→ **ASSIGNED TASK**: Among the entries below, extract exactly the lines that run from the one with "fn cmp(&self, other: &Self)" through the one with "mod vector_store;", both ends included.

START DATASET EXCERPTS

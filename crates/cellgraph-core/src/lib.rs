//! cellgraph-core - Cell contents, the live reference graph and the value cache.
//!
//! A [`Sheet`] owns every cell. Editing a cell parses its new content, rejects
//! the edit if it would close a reference cycle, rewires the edges on both
//! ends, and clears the memoized value of the cell and of everything that
//! depends on it.

pub mod error;
pub mod sheet;

pub use error::{Result, SheetError};
pub use sheet::{Cell, Content, Sheet, Size};

pub use cellgraph_engine::engine::{EvalError, FormulaConfig, FormulaEngine, Position, Value};
//! Ordered float wrapper for use in `BinaryHeap`.
//!
//! Uses `f32::total_cmp`, which defines: -NaN < -inf < ... < -0 < +0 < ... < +inf < +NaN

use std::cmp::Ordering;

/// Wrapper for f32 to implement Ord for `BinaryHeap`.
///
/// Bit equality keeps `Eq` consistent with `total_cmp`, so a NaN distance
/// cannot corrupt the heap during beam search.
#[derive(Debug, Clone, Copy)]
pub(crate) struct OrderedFloat(pub f32);

impl PartialEq for OrderedFloat {
    fn eq(&self, other: &Self) -> bool {
        self.0.to_bits() == other.0.to_bits()
    }
}

impl Eq for OrderedFloat {}

impl PartialOrd for OrderedFloat {
    fn partial_cmp(&self, other: &Self) -> Option<Ordering> {
        Some(self.cmp(other))
    }
}

impl Ord for OrderedFloat {
    fn cmp(&self, other: &Self) -> Ordering {
        self.0.total_cmp(&other.0)
    }
}
//! HNSW (Hierarchical Navigable Small World) graph.
//!
//! Native implementation used by [`AnnBm`](crate::AnnBm): vectors live in a
//! contiguous [`VectorStore`], the graph in an arena of nodes with one locked
//! neighbor list per layer.
//!
//! # Module Organization
//!
//! - `params`: construction parameters and their validation
//! - `graph`: node arena, entry point, structural statistics
//! - `search`: greedy descent and beam search
//! - `insert`: linking, neighbor selection, pruning, relinking on overwrite
//! - `write_gate`: serialization strategy for writers
//!
//! # References
//!
//! - Paper: "Efficient and robust approximate nearest neighbor search
//!   using Hierarchical Navigable Small World graphs" (Malkov & Yashunin, 2016)
//! - arXiv: <https://arxiv.org/abs/1603.09320>

// ============================================================================
// Core modules
// ============================================================================
mod graph;
mod insert;
mod level;
mod node;
mod ordered_float;
mod params;
mod search;
mod vector_store;
mod write_gate;

#[cfg(test)]
mod level_tests;

// ============================================================================
// Public API
// ============================================================================
pub use graph::{EntryPoint, GraphStats, HnswGraph};
pub use node::NodeId;
pub use params::{HnswIndexParams, MAX_LEVELS};
pub use search::ScoredNode;
pub use vector_store::{VectorStore, VectorsRead};

pub(crate) use write_gate::WriteGate;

END DATASET EXCERPTS

→ **SOLVED PROBLEM**:
    fn cmp(&self, other: &Self) -> Ordering {
        self.0.total_cmp(&other.0)
    }
}
//! HNSW (Hierarchical Navigable Small World) graph.
//!
//! Native implementation used by [`AnnBm`](crate::AnnBm): vectors live in a
//! contiguous [`VectorStore`], the graph in an arena of nodes with one locked
//! neighbor list per layer.
//!
//! # Module Organization
//!
//! - `params`: construction parameters and their validation
//! - `graph`: node arena, entry point, structural statistics
//! - `search`: greedy descent and beam search
//! - `insert`: linking, neighbor selection, pruning, relinking on overwrite
//! - `write_gate`: serialization strategy for writers
//!
//! # References
//!
//! - Paper: "Efficient and robust approximate nearest neighbor search
//!   using Hierarchical Navigable Small World graphs" (Malkov & Yashunin, 2016)
//! - arXiv: <https://arxiv.org/abs/1603.09320>

// ============================================================================
// Core modules
// ============================================================================
mod graph;
mod insert;
mod level;
mod node;
mod ordered_float;
mod params;
mod search;
mod vector_store;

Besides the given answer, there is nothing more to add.